Australian playwright and novelist (1906–1954)

Malcolm R. Afford (8 April 1906 – 2 November 1954), known as Max Afford, was an Australian playwright and novelist. He created the fictional hero Jeffrey Blackburn.

==Biography==

===Early years===
Afford was born in Adelaide, South Australia, the youngest son of Robert D. Afford of "Glenleigh", Stamford street Parkside, an inner suburb. He left school when he was 16, and started writing novels and plays.

===Personal life===
After winning the centenary competition in Adelaide, he moved to Sydney in 1936, on contract to the Australian Broadcasting Commission (ABC) as a playwright and producer in the Federal Productions Department.

Max married Thelma Thomas on 16 April 1938 at St Michael's church, Vaucluse, Sydney. Thelma, a costume designer whom he met on the set of Colonel Founder / Awake my Love two years earlier, was originally from Broken Hill, then Adelaide, and had moved to Sydney to design the costumes for the New South Wales sesqui-centenary pageant. Max and Thelma did not have children.

===Death===
Afford died of cancer on 2 November 1954 at Mosman, Sydney, and was cremated. Thelma Afford survived him until 1996.

Numerous condolence letters from his friends, colleagues and admirers were sent to his wife from around Australia and from overseas including the US, the UK and Hong Kong. Many are held in the Fryer Library at the University of Queensland and express sadness about his death, admiration for his literary achievement and regret for the great loss to the Australian literary world.

"Max was one of the sweetest, gayest and most endearing people I have ever encountered", Betty Roland wrote. Tom Inglis Moore said, "He was such an attractive person in himself, and he had outstanding gifts. As a writer he was at the top of the profession as a dramatic writer for radio, a first-class craftsman. His stage plays showed that if he had gone on, he would have become an important playwright. I felt that Max had the talent to have gone even further in achievement. He had such a vitality that it is very hard to realize the truth."

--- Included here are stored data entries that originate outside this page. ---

//! Error types produced while turning bytes into packets and back.
//!
//! [`DecodeError`] and [`EncodeError`] describe what went wrong at the byte
//! level; [`ProtocolError`] is the umbrella type connection handling actually
//! propagates, folding in the malformed-input cases plus the broker-level
//! conditions (auth failure, quota, keep-alive timeout) that also end a
//! connection but never touch the codec.

use std::fmt;

/// Something about the byte stream didn't parse as a valid MQTT packet.
#[derive(Debug, Clone, PartialEq, Eq)]
pub enum DecodeError {
    /// The buffer doesn't yet hold a complete packet; the caller should wait
    /// for more bytes rather than treat this as malformed input.
    InsufficientData,
    /// Fixed header byte named a packet type MQTT doesn't define.
    InvalidPacketType(u8),
    /// Remaining-length varint didn't terminate within four bytes.
    InvalidRemainingLength,
    /// Remaining-length varint decoded past the protocol's 256 MB ceiling.
    RemainingLengthTooLarge,
    /// CONNECT's protocol name field wasn't "MQTT" (or "MQIsdp" for v3.1).
    InvalidProtocolName,
    /// CONNECT named a protocol level byte this decoder doesn't support.
    InvalidProtocolVersion(u8),
    /// QoS field carried a value other than 0, 1, or 2.
    InvalidQoS(u8),
    /// A length-prefixed string field wasn't valid UTF-8.
    InvalidUtf8,
    /// A string exceeded the 65535-byte length a u16 prefix can encode.
    StringTooLong,
    /// v5 properties block referenced an identifier outside the defined set.
    InvalidPropertyId(u8),
    /// v5 properties block repeated an identifier that MQTT says must appear
    /// at most once.
    DuplicateProperty(u8),
    /// Fixed header flag bits didn't match what the packet type requires.
    InvalidFlags,
    /// Catch-all for structural violations too specific to warrant their own
    /// variant; the string names what was wrong.
    MalformedPacket(&'static str),
    /// Decoded remaining length exceeds the configured maximum packet size.
    PacketTooLarge,
    /// A v5 reason code byte didn't map to any defined `ReasonCode`.
    InvalidReasonCode(u8),
    /// SUBSCRIBE options byte set reserved bits or an invalid retain-handling
    /// value.
    InvalidSubscriptionOptions,
}

impl fmt::Display for DecodeError {
    fn fmt(&self, f: &mut fmt::Formatter<'_>) -> fmt::Result {
        match self {
            Self::InsufficientData => f.write_str("buffer does not yet contain a full packet"),
            Self::InvalidPacketType(t) => write!(f, "unrecognized packet type byte 0x{:02x}", t),
            Self::InvalidRemainingLength => f.write_str("remaining length varint did not terminate"),
            Self::RemainingLengthTooLarge => {
                f.write_str("remaining length exceeds the 256MB protocol maximum")
            }
            Self::InvalidProtocolName => f.write_str("CONNECT protocol name was not MQTT"),
            Self::InvalidProtocolVersion(v) => write!(f, "unsupported protocol level {}", v),
            Self::InvalidQoS(q) => write!(f, "QoS byte {} is not 0, 1, or 2", q),
            Self::InvalidUtf8 => f.write_str("string field was not valid UTF-8"),
            Self::StringTooLong => f.write_str("string exceeds the 65535 byte length limit"),
            Self::InvalidPropertyId(id) => write!(f, "unknown property identifier {}", id),
            Self::DuplicateProperty(id) => write!(f, "property {} appeared more than once", id),
            Self::InvalidFlags => f.write_str("fixed header flags do not match the packet type"),
            Self::MalformedPacket(reason) => write!(f, "malformed packet: {}", reason),
            Self::PacketTooLarge => f.write_str("packet exceeds the configured size limit"),
            Self::InvalidReasonCode(code) => write!(f, "reason code {} is not defined", code),
            Self::InvalidSubscriptionOptions => {
                f.write_str("subscription options byte is invalid")
            }
        }
    }
}

impl std::error::Error for DecodeError {}

/// A packet's in-memory representation couldn't be serialized as-is.
#[derive(Debug, Clone, PartialEq, Eq)]
pub enum EncodeError {
    /// Caller-supplied output buffer has no room for the encoded packet.
    BufferTooSmall,
    /// Encoded size would exceed the protocol's remaining-length ceiling.
    PacketTooLarge,
    /// A string field is longer than a u16 length prefix can represent.
    StringTooLong,
    /// Topic name failed validation (empty, or contains wildcard characters
    /// where a literal topic is required).
    InvalidTopicName,
    /// SUBSCRIBE/UNSUBSCRIBE carried more filters than fit in one packet.
    TooManySubscriptions,
}

impl fmt::Display for EncodeError {
    fn fmt(&self, f: &mut fmt::Formatter<'_>) -> fmt::Result {
        match self {
            Self::BufferTooSmall => f.write_str("output buffer has insufficient capacity"),
            Self::PacketTooLarge => f.write_str("encoded packet exceeds the size limit"),
            Self::StringTooLong => f.write_str("string exceeds the 65535 byte length limit"),
            Self::InvalidTopicName => f.write_str("topic name is empty or contains wildcards"),
            Self::TooManySubscriptions => f.write_str("too many filters for a single packet"),
        }
    }
}

impl std::error::Error for EncodeError {}

/// Errors surfaced to connection handling, above the codec layer.
///
/// Wraps [`DecodeError`]/[`EncodeError`] alongside the broker-level
/// conditions that also terminate a connection but never touch wire bytes.
#[derive(Debug, Clone, PartialEq, Eq)]
pub enum ProtocolError {
    /// A packet failed to parse; see the wrapped [`DecodeError`].
    Decode(DecodeError),
    /// A packet failed to serialize; see the wrapped [`EncodeError`].
    Encode(EncodeError),
    /// CONNECT was rejected; the byte is the CONNACK return code to send
    /// before closing the socket.
    ConnectionRefused(u8),
    /// Client behavior violated an MQTT requirement outside of the byte
    /// encoding itself (ordering, duplicate CONNECT, and similar).
    ProtocolViolation(&'static str),
    /// Session expiry interval elapsed before the client reconnected.
    SessionExpired,
    /// Action was rejected by the auth/ACL layer.
    NotAuthorized,
    /// A configured resource limit (connections, subscriptions, rate) was
    /// exceeded.
    QuotaExceeded,
    /// No packet arrived within 1.5x the negotiated keep-alive interval.
    KeepAliveTimeout,
    /// Server-side failure unrelated to client input.
    ImplementationError(&'static str),
}

impl fmt::Display for ProtocolError {
    fn fmt(&self, f: &mut fmt::Formatter<'_>) -> fmt::Result {
        match self {
            Self::Decode(inner) => write!(f, "decode failed: {}", inner),
            Self::Encode(inner) => write!(f, "encode failed: {}", inner),
            Self::ConnectionRefused(code) => write!(f, "connection refused, code {}", code),
            Self::ProtocolViolation(reason) => write!(f, "protocol violation: {}", reason),
            Self::SessionExpired => f.write_str("session expiry interval elapsed"),
            Self::NotAuthorized => f.write_str("not authorized"),
            Self::QuotaExceeded => f.write_str("resource quota exceeded"),
            Self::KeepAliveTimeout => f.write_str("keep-alive interval exceeded"),
            Self::ImplementationError(reason) => write!(f, "internal error: {}", reason),
        }
    }
}

impl std::error::Error for ProtocolError {}

impl From<DecodeError> for ProtocolError {
    fn from(err: DecodeError) -> Self {
        ProtocolError::Decode(err)
    }
}

impl From<EncodeError> for ProtocolError {
    fn from(err: EncodeError) -> Self {
        ProtocolError::Encode(err)
    }
}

Then Chairman of ABC, Sir Richard Boyer, wrote,"Max was not only the most valued contributor to some of the best of our broadcasts, but was held in great respect and affection by all of us in the ABC (Australian Broadcasting Commission)." David Carver, the International Secretary and General Secretary of English PEN expressed gratitude for his contributions to Australian literary life: "The Sydney P.E.N. owed him a great deal for all the hard work and enthusiasm of his years as President." Ernest William Burbridge, Representative of the British Council in Australia, wrote that "(Max) was so devoted to his art, and had such passionate belief in the cause of Drama."

==Professional life==

===Beginnings in Adelaide===
Afford wrote three novels while in his twenties, which were later published in England and America. He worked as a reporter at the News and Mail from 1926 to 1931. His first story was published in Smith's Weekly in 1928. In 1936 he won the Advertisers centenary play competition with William Light The Founder (later titled Awake My Love). His 'Jeffrey and Elizabeth Blackburn' novels included Blood on His Hands! (London, 1936) and Death's Mannikins (London, 1937). Many were dramatised for radio, variously starring Peter Finch and Neva Carr Glyn, Nigel Lovell and Lyndall Barbour or Peter Finch and Bettie Dickson as the husband-and-wife detective team. Afford wrote eight crime novels, usually employing English settings, and more than sixty radio and stage plays, usually stories of crime involving the sifting of situations that ultimately uncover the perpetrators. He was considered somewhat of a pioneer of the "whodunit" in radio broadcasting.
A science fiction story, The Gland Men of the Island, appeared in Wonder Stories in January 1931.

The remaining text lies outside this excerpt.